• What this task involves: Please return the whole listing exactly.

• Records supplied:
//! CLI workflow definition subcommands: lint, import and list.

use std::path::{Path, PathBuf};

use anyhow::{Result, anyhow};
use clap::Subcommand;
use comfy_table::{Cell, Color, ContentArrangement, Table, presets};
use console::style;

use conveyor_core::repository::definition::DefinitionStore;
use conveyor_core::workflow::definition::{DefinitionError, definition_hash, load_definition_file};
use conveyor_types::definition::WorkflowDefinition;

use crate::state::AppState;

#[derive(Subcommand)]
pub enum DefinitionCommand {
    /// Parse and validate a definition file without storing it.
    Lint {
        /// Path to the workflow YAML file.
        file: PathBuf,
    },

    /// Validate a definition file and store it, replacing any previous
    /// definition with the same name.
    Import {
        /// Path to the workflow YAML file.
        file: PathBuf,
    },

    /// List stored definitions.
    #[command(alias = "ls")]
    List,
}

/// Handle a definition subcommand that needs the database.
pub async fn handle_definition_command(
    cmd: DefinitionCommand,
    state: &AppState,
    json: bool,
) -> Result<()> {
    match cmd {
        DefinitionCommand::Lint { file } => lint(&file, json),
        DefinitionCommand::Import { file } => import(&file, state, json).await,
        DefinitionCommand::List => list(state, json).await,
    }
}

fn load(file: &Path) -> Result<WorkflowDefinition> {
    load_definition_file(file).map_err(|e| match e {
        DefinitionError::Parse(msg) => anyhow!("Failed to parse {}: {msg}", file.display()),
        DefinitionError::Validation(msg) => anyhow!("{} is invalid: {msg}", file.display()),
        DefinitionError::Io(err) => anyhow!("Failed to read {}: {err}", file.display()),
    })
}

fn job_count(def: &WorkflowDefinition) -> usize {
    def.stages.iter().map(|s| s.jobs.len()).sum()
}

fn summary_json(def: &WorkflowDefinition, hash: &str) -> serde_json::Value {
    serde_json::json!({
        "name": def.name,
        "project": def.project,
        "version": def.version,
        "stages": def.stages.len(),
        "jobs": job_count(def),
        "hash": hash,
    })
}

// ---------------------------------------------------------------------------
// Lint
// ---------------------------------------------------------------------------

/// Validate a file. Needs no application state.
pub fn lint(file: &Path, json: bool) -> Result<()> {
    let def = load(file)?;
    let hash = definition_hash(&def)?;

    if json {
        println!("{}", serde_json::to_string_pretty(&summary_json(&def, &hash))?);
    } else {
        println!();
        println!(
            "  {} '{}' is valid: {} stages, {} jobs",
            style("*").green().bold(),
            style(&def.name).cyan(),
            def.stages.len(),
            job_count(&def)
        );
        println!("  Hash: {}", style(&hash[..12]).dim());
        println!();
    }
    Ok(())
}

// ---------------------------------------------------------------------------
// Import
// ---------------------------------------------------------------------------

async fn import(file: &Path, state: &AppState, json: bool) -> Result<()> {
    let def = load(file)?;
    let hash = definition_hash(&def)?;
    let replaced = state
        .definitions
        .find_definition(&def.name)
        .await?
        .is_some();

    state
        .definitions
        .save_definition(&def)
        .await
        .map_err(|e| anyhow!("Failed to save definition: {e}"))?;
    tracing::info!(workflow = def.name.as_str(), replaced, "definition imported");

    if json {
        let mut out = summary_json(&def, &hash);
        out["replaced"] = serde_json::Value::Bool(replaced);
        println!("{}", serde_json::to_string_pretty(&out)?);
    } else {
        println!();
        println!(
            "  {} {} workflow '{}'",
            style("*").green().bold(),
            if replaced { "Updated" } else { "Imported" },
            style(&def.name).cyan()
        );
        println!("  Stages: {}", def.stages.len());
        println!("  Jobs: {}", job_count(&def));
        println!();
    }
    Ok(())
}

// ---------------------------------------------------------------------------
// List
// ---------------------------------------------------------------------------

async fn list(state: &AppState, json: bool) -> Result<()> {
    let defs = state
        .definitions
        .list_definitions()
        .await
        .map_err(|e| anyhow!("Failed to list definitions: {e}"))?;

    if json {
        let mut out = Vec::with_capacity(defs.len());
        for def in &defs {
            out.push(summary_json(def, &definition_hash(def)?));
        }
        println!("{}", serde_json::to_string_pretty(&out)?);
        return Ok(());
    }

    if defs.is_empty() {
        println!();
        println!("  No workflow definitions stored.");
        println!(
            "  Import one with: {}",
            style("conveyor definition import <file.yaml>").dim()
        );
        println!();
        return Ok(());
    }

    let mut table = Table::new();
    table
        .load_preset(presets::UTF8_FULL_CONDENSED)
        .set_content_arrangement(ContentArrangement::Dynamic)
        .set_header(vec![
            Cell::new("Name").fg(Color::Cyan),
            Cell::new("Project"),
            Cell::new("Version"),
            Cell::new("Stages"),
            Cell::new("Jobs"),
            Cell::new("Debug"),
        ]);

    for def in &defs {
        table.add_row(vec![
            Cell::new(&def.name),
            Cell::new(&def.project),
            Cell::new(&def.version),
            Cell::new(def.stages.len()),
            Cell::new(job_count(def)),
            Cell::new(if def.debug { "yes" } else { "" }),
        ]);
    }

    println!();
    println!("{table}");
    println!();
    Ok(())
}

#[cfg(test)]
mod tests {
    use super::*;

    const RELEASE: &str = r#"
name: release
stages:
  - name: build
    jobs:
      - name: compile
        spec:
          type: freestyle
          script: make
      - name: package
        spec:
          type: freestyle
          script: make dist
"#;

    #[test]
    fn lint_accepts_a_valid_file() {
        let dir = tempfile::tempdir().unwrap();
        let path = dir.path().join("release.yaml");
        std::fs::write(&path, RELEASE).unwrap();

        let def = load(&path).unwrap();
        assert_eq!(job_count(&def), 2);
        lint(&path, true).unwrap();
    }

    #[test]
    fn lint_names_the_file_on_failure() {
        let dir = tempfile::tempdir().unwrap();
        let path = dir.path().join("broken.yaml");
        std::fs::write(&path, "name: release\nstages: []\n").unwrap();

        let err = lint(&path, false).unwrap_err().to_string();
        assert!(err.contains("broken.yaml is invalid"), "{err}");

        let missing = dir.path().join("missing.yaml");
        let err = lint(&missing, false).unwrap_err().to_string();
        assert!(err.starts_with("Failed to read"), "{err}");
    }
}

• Answer section:
//! CLI workflow definition subcommands: lint, import and list.

use std::path::{Path, PathBuf};

use anyhow::{Result, anyhow};
use clap::Subcommand;
use comfy_table::{Cell, Color, ContentArrangement, Table, presets};
use console::style;

use conveyor_core::repository::definition::DefinitionStore;
use conveyor_core::workflow::definition::{DefinitionError, definition_hash, load_definition_file};
use conveyor_types::definition::WorkflowDefinition;

use crate::state::AppState;

#[derive(Subcommand)]
pub enum DefinitionCommand {
    /// Parse and validate a definition file without storing it.
    Lint {
        /// Path to the workflow YAML file.
        file: PathBuf,
    },

    /// Validate a definition file and store it, replacing any previous
    /// definition with the same name.
    Import {
        /// Path to the workflow YAML file.
        file: PathBuf,
    },

    /// List stored definitions.
    #[command(alias = "ls")]
    List,
}

/// Handle a definition subcommand that needs the database.
pub async fn handle_definition_command(
    cmd: DefinitionCommand,
    state: &AppState,
    json: bool,
) -> Result<()> {
    match cmd {
        DefinitionCommand::Lint { file } => lint(&file, json),
        DefinitionCommand::Import { file } => import(&file, state, json).await,
        DefinitionCommand::List => list(state, json).await,
    }
}

fn load(file: &Path) -> Result<WorkflowDefinition> {
    load_definition_file(file).map_err(|e| match e {
        DefinitionError::Parse(msg) => anyhow!("Failed to parse {}: {msg}", file.display()),
        DefinitionError::Validation(msg) => anyhow!("{} is invalid: {msg}", file.display()),
        DefinitionError::Io(err) => anyhow!("Failed to read {}: {err}", file.display()),
    })
}

fn job_count(def: &WorkflowDefinition) -> usize {
    def.stages.iter().map(|s| s.jobs.len()).sum()
}

fn summary_json(def: &WorkflowDefinition, hash: &str) -> serde_json::Value {
    serde_json::json!({
        "name": def.name,
        "project": def.project,
        "version": def.version,
        "stages": def.stages.len(),
        "jobs": job_count(def),
        "hash": hash,
    })
}

// ---------------------------------------------------------------------------
// Lint
// ---------------------------------------------------------------------------

/// Validate a file. Needs no application state.
pub fn lint(file: &Path, json: bool) -> Result<()> {
    let def = load(file)?;
    let hash = definition_hash(&def)?;

    if json {
        println!("{}", serde_json::to_string_pretty(&summary_json(&def, &hash))?);
    } else {
        println!();
        println!(
            "  {} '{}' is valid: {} stages, {} jobs",
            style("*").green().bold(),
            style(&def.name).cyan(),
            def.stages.len(),
            job_count(&def)
        );
        println!("  Hash: {}", style(&hash[..12]).dim());
        println!();
    }
    Ok(())
}

// ---------------------------------------------------------------------------
// Import
// ---------------------------------------------------------------------------

async fn import(file: &Path, state: &AppState, json: bool) -> Result<()> {
    let def = load(file)?;
    let hash = definition_hash(&def)?;
    let replaced = state
        .definitions
        .find_definition(&def.name)
        .await?
        .is_some();

    state
        .definitions
        .save_definition(&def)
        .await
        .map_err(|e| anyhow!("Failed to save definition: {e}"))?;
    tracing::info!(workflow = def.name.as_str(), replaced, "definition imported");

    if json {
        let mut out = summary_json(&def, &hash);
        out["replaced"] = serde_json::Value::Bool(replaced);
        println!("{}", serde_json::to_string_pretty(&out)?);
    } else {
        println!();
        println!(
            "  {} {} workflow '{}'",
            style("*").green().bold(),
            if replaced { "Updated" } else { "Imported" },
            style(&def.name).cyan()
        );
        println!("  Stages: {}", def.stages.len());
        println!("  Jobs: {}", job_count(&def));
        println!();
    }
    Ok(())
}

// ---------------------------------------------------------------------------
// List
// ---------------------------------------------------------------------------

async fn list(state: &AppState, json: bool) -> Result<()> {
    let defs = state
        .definitions
        .list_definitions()
        .await
        .map_err(|e| anyhow!("Failed to list definitions: {e}"))?;

    if json {
        let mut out = Vec::with_capacity(defs.len());
        for def in &defs {
            out.push(summary_json(def, &definition_hash(def)?));
        }
        println!("{}", serde_json::to_string_pretty(&out)?);
        return Ok(());
    }

    if defs.is_empty() {
        println!();
        println!("  No workflow definitions stored.");
        println!(
            "  Import one with: {}",
            style("conveyor definition import <file.yaml>").dim()
        );
        println!();
        return Ok(());
    }

    let mut table = Table::new();
    table
        .load_preset(presets::UTF8_FULL_CONDENSED)
        .set_content_arrangement(ContentArrangement::Dynamic)
        .set_header(vec![
            Cell::new("Name").fg(Color::Cyan),
            Cell::new("Project"),
            Cell::new("Version"),
            Cell::new("Stages"),
            Cell::new("Jobs"),
            Cell::new("Debug"),
        ]);

    for def in &defs {
        table.add_row(vec![
            Cell::new(&def.name),
            Cell::new(&def.project),
            Cell::new(&def.version),
            Cell::new(def.stages.len()),
            Cell::new(job_count(def)),
            Cell::new(if def.debug { "yes" } else { "" }),
        ]);
    }

    println!();
    println!("{table}");
    println!();
    Ok(())
}

#[cfg(test)]
mod tests {
    use super::*;

    const RELEASE: &str = r#"
name: release
stages:
  - name: build
    jobs:
      - name: compile
        spec:
          type: freestyle
          script: make
      - name: package
        spec:
          type: freestyle
          script: make dist
"#;

    #[test]
    fn lint_accepts_a_valid_file() {
        let dir = tempfile::tempdir().unwrap();
        let path = dir.path().join("release.yaml");
        std::fs::write(&path, RELEASE).unwrap();

        let def = load(&path).unwrap();
        assert_eq!(job_count(&def), 2);
        lint(&path, true).unwrap();
    }

    #[test]
    fn lint_names_the_file_on_failure() {
        let dir = tempfile::tempdir().unwrap();
        let path = dir.path().join("broken.yaml");
        std::fs::write(&path, "name: release\nstages: []\n").unwrap();

        let err = lint(&path, false).unwrap_err().to_string();
        assert!(err.contains("broken.yaml is invalid"), "{err}");

        let missing = dir.path().join("missing.yaml");
        let err = lint(&missing, false).unwrap_err().to_string();
        assert!(err.starts_with("Failed to read"), "{err}");
    }
}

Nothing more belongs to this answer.